A Critical Appraisal

A. Ahmed; L. Solman; H.C. Williams

Disclosures

The British Journal of Dermatology. 2018;178(3):659-662. 

In This Article

Abstract and Introduction

Abstract

Aim To assess the efficacy and safety of crisaborole ointment, a phosphodiesterase 4 inhibitor, for the treatment of mild or moderate atopic dermatitis (AD) in two phase III studies (AD–301 and AD–302).

Design and setting Two identically designed multicentre, double–blind randomized controlled trials were conducted in the U.S.A. Participants were randomized 2 : 1 to receive crisaborole or vehicle treatment.

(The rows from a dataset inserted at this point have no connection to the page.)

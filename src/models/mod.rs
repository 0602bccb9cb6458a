//! Core data types
//!
//! - `service.rs` - Service descriptors and their derived paths
//! - `report.rs` - Per-service outcomes and the run summary

pub mod report;
pub mod service;

pub use report::{RunKind, RunReport, ServiceOutcome};
pub use service::{DEFAULT_BRANCH, ServiceDescriptor};
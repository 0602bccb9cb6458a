//! Fork manager
//!
//! Makes sure the developer account has a fork of each service repository
//! and that the fork is visible before anything tries to clone it.

use crate::config::{AppConfig, ForkPollConfig};
use crate::github::{HostingApi, HostingError};
use crate::models::ServiceDescriptor;
use std::sync::Arc;
use std::time::Duration;
use tracing::{debug, info, instrument};

pub struct ForkManager {
    api: Arc<dyn HostingApi>,
    app: AppConfig,
}

impl ForkManager {
    pub fn new(api: Arc<dyn HostingApi>, app: &AppConfig) -> Self {
        Self {
            api,
            app: app.clone(),
        }
    }

    fn account(&self) -> &str {
        &self.app.credentials.account_name
    }

    fn poll(&self) -> &ForkPollConfig {
        &self.app.settings.fork_poll
    }

    /// Return the fork URL, requesting the fork first if it does not exist.
    ///
    /// An existing fork is detected with a single existence check and no fork
    /// request is made.
    #[instrument(skip(self, service), fields(service = %service.name))]
    pub async fn ensure_fork(&self, service: &ServiceDescriptor) -> Result<String, HostingError> {
        let fork_url = self.app.fork_url(&service.name);

        info!("➤ Checking if {} repository is already forked...", service.name);
        if self
            .api
            .repository_exists(self.account(), &service.name)
            .await?
        {
            info!("✔ Repository {} is already forked.", service.name);
            return Ok(fork_url);
        }

        info!("➤ Forking {} repository...", service.name);
        self.api
            .create_fork(&self.app.settings.upstream_owner, &service.name)
            .await?;
        self.wait_until_ready(service).await?;

        info!("✔ Successfully forked {} repository.", service.name);
        Ok(fork_url)
    }

    /// Poll the existence check with exponential backoff until the fork shows up.
    /// Forks are created asynchronously by the hosting service.
    async fn wait_until_ready(&self, service: &ServiceDescriptor) -> Result<(), HostingError> {
        let poll = self.poll();
        if poll.attempts == 0 {
            return Ok(());
        }

        let max_delay = Duration::from_millis(poll.max_delay_ms);
        let mut delay = Duration::from_millis(poll.initial_delay_ms).min(max_delay);

        for attempt in 1..=poll.attempts {
            tokio::time::sleep(delay).await;
            if self
                .api
                .repository_exists(self.account(), &service.name)
                .await?
            {
                debug!(attempt, "Fork of {} is available", service.name);
                return Ok(());
            }
            debug!(attempt, "Fork of {} not available yet", service.name);
            delay = (delay * 2).min(max_delay);
        }

        Err(HostingError::ForkNotReady {
            service: service.name.clone(),
            attempts: poll.attempts,
        })
    }
}
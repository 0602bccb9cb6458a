//! Configuration loading and validation
//!
//! Handles loading settings from the layered sources and checking them
//! before any external call is made.

use super::{ConfigError, defaults, paths, schema::Config};
use anyhow::{Context, Result};
use std::collections::HashSet;
use std::path::Path;

/// Configuration loader
pub struct ConfigLoader;

impl ConfigLoader {
    /// Load configuration with all layers applied
    ///
    /// Precedence order (highest to lowest):
    /// 1. Environment variable overrides
    /// 2. Settings file (`--config`, `STACKSTRAP_CONFIG`, or the root config path)
    /// 3. Built-in defaults
    ///
    /// An explicitly named file must exist; the root config path is optional.
    pub fn load(explicit: Option<&Path>) -> Result<Config, ConfigError> {
        let path = paths::resolve_config_path(explicit);
        let required = explicit.is_some()
            || std::env::var_os(paths::CONFIG_FILE_ENV).is_some_and(|v| !v.is_empty());

        let config = if path.exists() || required {
            tracing::debug!("Loading settings from {}", path.display());
            Self::load_file(&path)?
        } else {
            tracing::debug!("No settings file at {}, using defaults", path.display());
            Self::load_defaults()
        };

        let config = Self::apply_env_overrides(config);
        Self::validate(&config)?;
        Ok(config)
    }

    /// Load configuration from a file
    pub fn load_file(path: &Path) -> Result<Config, ConfigError> {
        let contents = std::fs::read_to_string(path).map_err(|source| ConfigError::Read {
            path: path.to_path_buf(),
            source,
        })?;

        serde_yaml::from_str(&contents).map_err(|source| ConfigError::Parse {
            path: path.to_path_buf(),
            source,
        })
    }

    /// Load default configuration
    pub fn load_defaults() -> Config {
        defaults::default_config()
    }

    /// Check a loaded configuration
    ///
    /// Service names become directory names and image names, so they must be
    /// unique, non-empty, and free of path separators.
    pub fn validate(config: &Config) -> Result<(), ConfigError> {
        if config.services.is_empty() {
            return Err(ConfigError::Invalid("no services configured".to_string()));
        }

        let mut seen = HashSet::new();
        for service in &config.services {
            let name = service.name.as_str();
            if name.is_empty() {
                return Err(ConfigError::Invalid(
                    "service name must not be empty".to_string(),
                ));
            }
            if name.contains(['/', '\\']) || name == "." || name == ".." {
                return Err(ConfigError::Invalid(format!(
                    "service name '{}' must be a single path component",
                    name
                )));
            }
            if !seen.insert(name) {
                return Err(ConfigError::Invalid(format!(
                    "duplicate service name '{}'",
                    name
                )));
            }
            if service.repository_url.trim().is_empty() {
                return Err(ConfigError::Invalid(format!(
                    "service '{}' has no repository URL",
                    name
                )));
            }
        }

        url::Url::parse(&config.api_base_url).map_err(|e| {
            ConfigError::Invalid(format!(
                "apiBaseUrl '{}' is not a valid URL: {}",
                config.api_base_url, e
            ))
        })?;

        if config.image_tag.is_empty() {
            return Err(ConfigError::Invalid("imageTag must not be empty".to_string()));
        }

        Ok(())
    }

    /// Apply environment variable overrides, then point the built-in
    /// service list at the effective owner
    fn apply_env_overrides(config: Config) -> Config {
        Self::apply_overrides(config, |key| std::env::var(key).ok())
    }

    fn apply_overrides<F>(mut config: Config, lookup: F) -> Config
    where
        F: Fn(&str) -> Option<String>,
    {
        // STACKSTRAP_UPSTREAM_OWNER override
        if let Some(owner) = lookup("STACKSTRAP_UPSTREAM_OWNER").filter(|v| !v.is_empty()) {
            config.upstream_owner = owner;
        }

        // STACKSTRAP_WORKSPACE_ROOT override
        if let Some(root) = lookup("STACKSTRAP_WORKSPACE_ROOT").filter(|v| !v.is_empty()) {
            config.workspace_root = root.into();
        }

        // STACKSTRAP_MAX_PARALLEL override
        if let Some(max) = lookup("STACKSTRAP_MAX_PARALLEL") {
            match max.parse::<usize>() {
                Ok(val) => config.max_parallel = val,
                Err(_) => tracing::warn!("Ignoring invalid STACKSTRAP_MAX_PARALLEL={}", max),
            }
        }

        // Built-in services follow the effective host and owner
        defaults::rebase_default_services(&mut config);
        config
    }

    /// Save configuration to a file
    pub fn save(config: &Config, path: &Path) -> Result<()> {
        // Ensure directory exists
        if let Some(parent) = path.parent().filter(|p| !p.as_os_str().is_empty()) {
            paths::ensure_dir(parent)
                .with_context(|| format!("Failed to create directory: {}", parent.display()))?;
        }

        let yaml =
            serde_yaml::to_string(config).context("Failed to serialize configuration to YAML")?;

        std::fs::write(path, yaml)
            .with_context(|| format!("Failed to write config file: {}", path.display()))?;

        Ok(())
    }
}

In total 47 and 42 investigational centres were identified for AD–301 and AD–302, respectively.

Study participants Inclusion criteria were identified as age ≥ 2 years, clinical diagnosis of AD (as per the Hanifin and Rajka criteria), ≥ 5% body surface area involvement, and baseline Investigator's Static Global Assessment (ISGA) mild or moderate. Exclusion criteria included previous use of biologics or systemic corticosteroids (within the last 28 days) or a topical calcineurin inhibitor/corticosteroid (within the last 14 days), and active skin infection.

Exposures Participants were instructed to apply the study drug twice daily to all lesions identified at baseline, and all new lesions identified after day 1 (with weekly review of application instructions). Bland emollients were permitted to be used on skin not treated with the study drug.

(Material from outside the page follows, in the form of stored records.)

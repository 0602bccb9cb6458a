//! Default configuration values
//!
//! Provides the default configuration and the built-in service list.

use super::schema::{Config, default_git_host, default_upstream_owner, repository_url};
use crate::models::ServiceDescriptor;

/// Services of the stack when the settings file does not list any
const DEFAULT_SERVICE_NAMES: &[&str] = &[
    "api-gateway",
    "email-service",
    "auth-service",
    "user-service",
];

/// Get the default configuration
pub fn default_config() -> Config {
    Config::default()
}

/// Built-in service list, hosted under the default upstream owner
pub fn default_services() -> Vec<ServiceDescriptor> {
    builtin_services(&default_git_host(), &default_upstream_owner())
}

fn builtin_services(git_host: &str, owner: &str) -> Vec<ServiceDescriptor> {
    DEFAULT_SERVICE_NAMES
        .iter()
        .map(|name| ServiceDescriptor::new(*name, repository_url(git_host, owner, name)))
        .collect()
}

/// Point the built-in service list at the configured host and owner.
///
/// A list that differs from the built-in one was configured explicitly and
/// is left alone.
pub fn rebase_default_services(config: &mut Config) {
    if config.services == default_services() {
        config.services = builtin_services(&config.git_host, &config.upstream_owner);
    }
}
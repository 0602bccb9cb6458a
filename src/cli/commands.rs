//! CLI command handlers

use anyhow::{Context, Result};
use clap::Subcommand;
use std::path::Path;

use stackstrap::config::{ConfigLoader, paths};

/// Configuration management subcommands
#[derive(Subcommand, Debug)]
pub enum ConfigSubcommand {
    /// Print the effective configuration as YAML
    Show,
    /// Show configuration file path
    Path,
    /// Validate configuration
    Validate,
    /// Write the default configuration to the configuration file path
    Init {
        /// Overwrite an existing file
        #[arg(long)]
        force: bool,
    },
}

/// Handle configuration subcommands
pub fn handle_config_command(cmd: ConfigSubcommand, explicit: Option<&Path>) -> Result<()> {
    match cmd {
        ConfigSubcommand::Show => {
            let config = ConfigLoader::load(explicit).context("Failed to load configuration")?;
            let yaml =
                serde_yaml::to_string(&config).context("Failed to serialize configuration")?;
            print!("{}", yaml);
        }
        ConfigSubcommand::Path => {
            let config_path = paths::resolve_config_path(explicit);
            println!("{}", config_path.display());
        }
        ConfigSubcommand::Validate => match ConfigLoader::load(explicit) {
            Ok(config) => {
                println!(
                    "✓ Configuration is valid ({} services)",
                    config.services.len()
                );
            }
            Err(e) => {
                eprintln!("✗ Configuration validation failed: {}", e);
                std::process::exit(1);
            }
        },
        ConfigSubcommand::Init { force } => {
            let path = paths::resolve_config_path(explicit);
            if path.exists() && !force {
                anyhow::bail!(
                    "Configuration file already exists: {} (use --force to overwrite)",
                    path.display()
                );
            }
            ConfigLoader::save(&ConfigLoader::load_defaults(), &path)
                .context("Failed to save configuration")?;
            println!("Configuration written to {}", path.display());
        }
    }

    Ok(())
}
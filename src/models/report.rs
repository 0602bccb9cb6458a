//! Run outcomes
//!
//! Every service pipeline ends in a [`ServiceOutcome`]; a run collects them,
//! in configuration order, into a [`RunReport`].

use chrono::{DateTime, Utc};
use std::fmt::Write;

/// Which command produced a report
#[derive(Debug, Clone, Copy, PartialEq, Eq)]
pub enum RunKind {
    Up,
    Sync,
}

impl RunKind {
    pub fn as_str(&self) -> &'static str {
        match self {
            RunKind::Up => "up",
            RunKind::Sync => "sync",
        }
    }
}

/// Result of one service's pipeline
#[derive(Debug, Clone, PartialEq, Eq)]
pub enum ServiceOutcome {
    Succeeded { service: String, summary: String },
    Skipped { service: String, reason: String },
    Failed { service: String, error: String },
}

impl ServiceOutcome {
    pub fn service(&self) -> &str {
        match self {
            ServiceOutcome::Succeeded { service, .. }
            | ServiceOutcome::Skipped { service, .. }
            | ServiceOutcome::Failed { service, .. } => service,
        }
    }

    pub fn is_failure(&self) -> bool {
        matches!(self, ServiceOutcome::Failed { .. })
    }
}

/// Summary of a full `up` or `sync` run
#[derive(Debug, Clone)]
pub struct RunReport {
    pub kind: RunKind,
    pub started_at: DateTime<Utc>,
    pub finished_at: DateTime<Utc>,
    pub outcomes: Vec<ServiceOutcome>,
    /// Whether the compose stack was brought up (always false for sync)
    pub stack_launched: bool,
}

impl RunReport {
    pub fn new(kind: RunKind, started_at: DateTime<Utc>, outcomes: Vec<ServiceOutcome>) -> Self {
        Self {
            kind,
            started_at,
            finished_at: Utc::now(),
            outcomes,
            stack_launched: false,
        }
    }

    pub fn failures(&self) -> impl Iterator<Item = &ServiceOutcome> {
        self.outcomes.iter().filter(|o| o.is_failure())
    }

    pub fn failure_count(&self) -> usize {
        self.failures().count()
    }

    pub fn is_success(&self) -> bool {
        self.failure_count() == 0
    }

    pub fn duration(&self) -> chrono::Duration {
        self.finished_at - self.started_at
    }

    /// Human-readable summary, one line per service plus a totals line
    pub fn render(&self) -> String {
        let mut out = String::new();
        for outcome in &self.outcomes {
            let _ = match outcome {
                ServiceOutcome::Succeeded { service, summary } => {
                    writeln!(out, "✔ {}: {}", service, summary)
                }
                ServiceOutcome::Skipped { service, reason } => {
                    writeln!(out, "- {}: skipped ({})", service, reason)
                }
                ServiceOutcome::Failed { service, error } => {
                    writeln!(out, "✖ {}: {}", service, error)
                }
            };
        }

        let failed = self.failure_count();
        let skipped = self
            .outcomes
            .iter()
            .filter(|o| matches!(o, ServiceOutcome::Skipped { .. }))
            .count();
        let succeeded = self.outcomes.len() - failed - skipped;

        let _ = write!(
            out,
            "{}: {} succeeded, {} failed",
            self.kind.as_str(),
            succeeded,
            failed
        );
        if skipped > 0 {
            let _ = write!(out, ", {} skipped", skipped);
        }
        if self.kind == RunKind::Up {
            let stack = if self.stack_launched {
                "stack launched"
            } else {
                "stack not launched"
            };
            let _ = write!(out, ", {}", stack);
        }
        out
    }
}
//! Docker command-line adapter
//!
//! Builds development images and brings the compose stack up. Both go
//! through the [`CommandRunner`] with argument vectors.

use crate::exec::{CommandError, CommandRunner, CommandSpec, run_checked};
use std::path::{Path, PathBuf};
use std::sync::Arc;
use tracing::instrument;

/// Docker CLI operations
#[derive(Clone)]
pub struct DockerCli {
    runner: Arc<dyn CommandRunner>,
    dockerfile: String,
    compose_file: PathBuf,
}

impl DockerCli {
    pub fn new(
        runner: Arc<dyn CommandRunner>,
        dockerfile: impl Into<String>,
        compose_file: impl Into<PathBuf>,
    ) -> Self {
        Self {
            runner,
            dockerfile: dockerfile.into(),
            compose_file: compose_file.into(),
        }
    }

    /// `docker build -f <dockerfile> -t <image> .` with `context` as working directory
    #[instrument(skip(self, context), fields(context = %context.display()))]
    pub async fn build_image(&self, context: &Path, image: &str) -> Result<(), CommandError> {
        let spec = CommandSpec::new("docker")
            .args(["build", "-f", self.dockerfile.as_str(), "-t", image, "."])
            .current_dir(context);
        run_checked(self.runner.as_ref(), &spec).await.map(|_| ())
    }

    /// `docker compose -f <compose file> up -d`
    #[instrument(skip(self))]
    pub async fn compose_up(&self) -> Result<(), CommandError> {
        let spec = CommandSpec::new("docker")
            .args(["compose", "-f"])
            .path_arg(&self.compose_file)
            .args(["up", "-d"]);
        run_checked(self.runner.as_ref(), &spec).await.map(|_| ())
    }
}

Primary outcome The primary outcome was defined as ISGA clear or almost clear at day 29, with a 2–grade or more improvement from baseline.

Outcomes Secondary outcomes included the proportion of patients with an ISGA score of clear or almost clear at day 29, and time to success in ISGA score. Additional outcomes included pruritus severity and signs of AD (erythema, exudation, excoriation, induration/papulation and lichenification), and were measured on a 4–point scale (none, mild, moderate, severe). Adverse events were also recorded.

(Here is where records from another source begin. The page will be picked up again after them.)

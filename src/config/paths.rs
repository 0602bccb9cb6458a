//! Cross-platform directory path resolution
//!
//! Resolves where the settings file lives.

use std::path::{Path, PathBuf};

/// Environment variable naming an explicit settings file
pub const CONFIG_FILE_ENV: &str = "STACKSTRAP_CONFIG";

/// Directory holding `config.yaml`: `$STACKSTRAP_CONFIG_DIR`, else the
/// platform config directory (`~/.config/stackstrap` on Linux)
pub fn config_dir() -> PathBuf {
    if let Some(dir) = std::env::var_os("STACKSTRAP_CONFIG_DIR").filter(|v| !v.is_empty()) {
        return PathBuf::from(dir);
    }
    directories::ProjectDirs::from("", "", "stackstrap")
        .map(|dirs| dirs.config_dir().to_path_buf())
        .unwrap_or_else(|| PathBuf::from(".stackstrap"))
}

/// Get the root configuration file path
pub fn root_config_path() -> PathBuf {
    config_dir().join("config.yaml")
}

/// Resolve the settings file to read
///
/// Precedence: explicit path (CLI flag), then `STACKSTRAP_CONFIG`, then the
/// root config path.
pub fn resolve_config_path(explicit: Option<&Path>) -> PathBuf {
    if let Some(path) = explicit {
        return path.to_path_buf();
    }
    std::env::var(CONFIG_FILE_ENV)
        .ok()
        .filter(|v| !v.is_empty())
        .map(PathBuf::from)
        .unwrap_or_else(root_config_path)
}

/// Ensure a directory exists, creating it if necessary
pub fn ensure_dir(path: &Path) -> std::io::Result<()> {
    if !path.exists() {
        std::fs::create_dir_all(path)?;
    }
    Ok(())
}
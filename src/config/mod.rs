//! Configuration system for stackstrap
//!
//! Settings come from built-in defaults, an optional YAML file and a few
//! environment overrides. Credentials always come from the environment.
//! Both are combined into an [`AppConfig`] once, at process entry, and passed
//! by reference into every component.

mod defaults;
pub mod credentials;
pub mod loader;
pub mod paths;
pub mod schema;

pub use credentials::Credentials;
pub use loader::ConfigLoader;
pub use schema::{Config, ForkPollConfig};

use std::path::PathBuf;

/// Configuration errors
#[derive(Debug, thiserror::Error)]
pub enum ConfigError {
    #[error("Required environment variable {0} is missing or empty")]
    MissingEnv(&'static str),

    #[error("Failed to read config file {path}: {source}")]
    Read {
        path: PathBuf,
        #[source]
        source: std::io::Error,
    },

    #[error("Failed to parse config file {path}: {source}")]
    Parse {
        path: PathBuf,
        #[source]
        source: serde_yaml::Error,
    },

    #[error("Invalid configuration: {0}")]
    Invalid(String),
}

/// Settings and credentials for one run
#[derive(Debug, Clone)]
pub struct AppConfig {
    pub settings: Config,
    pub credentials: Credentials,
}

impl AppConfig {
    pub fn new(settings: Config, credentials: Credentials) -> Self {
        Self {
            settings,
            credentials,
        }
    }

    /// True when the developer account owns the canonical repositories,
    /// in which case nothing is forked or synced.
    pub fn is_upstream_owner(&self) -> bool {
        self.credentials
            .account_name
            .eq_ignore_ascii_case(&self.settings.upstream_owner)
    }

    /// Clone URL of the developer's fork of `service`
    pub fn fork_url(&self, service: &str) -> String {
        self.settings
            .repository_url(&self.credentials.account_name, service)
    }
}
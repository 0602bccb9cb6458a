//! Stack launcher

use crate::docker::DockerCli;
use crate::exec::CommandError;
use tracing::info;

/// Brings up the compose stack once every image is built
pub struct StackLauncher {
    docker: DockerCli,
}

impl StackLauncher {
    pub fn new(docker: DockerCli) -> Self {
        Self { docker }
    }

    pub async fn launch(&self) -> Result<(), CommandError> {
        info!("Starting Docker containers with docker-compose...");
        self.docker.compose_up().await?;
        info!("✔ All Docker containers started successfully.");
        Ok(())
    }
}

Results More participants in the crisaborole–treated group achieved ISGA scores of clear or almost clear with ≥ 2–grade improvement than in the vehicle–treated group (AD–301, 32·8% vs. 25·4%, P = 0·38; AD–302, 31·4% vs. 18·0%, P < 0·001). Greater percentages of clear and almost clear scores were observed in the treatment groups (51·7% vs. 40·6%, P = 0·005; 48·5% vs. 29·7%; P < 0·001), as well as earlier success in ISGA score and improvement in pruritus (P ≤ 0·001). No serious treatment–related adverse events were identified.

Conclusions Based on the study results, the authors suggest that crisaborole is a safe treatment that improves disease severity, pruritus and clinical signs associated with AD.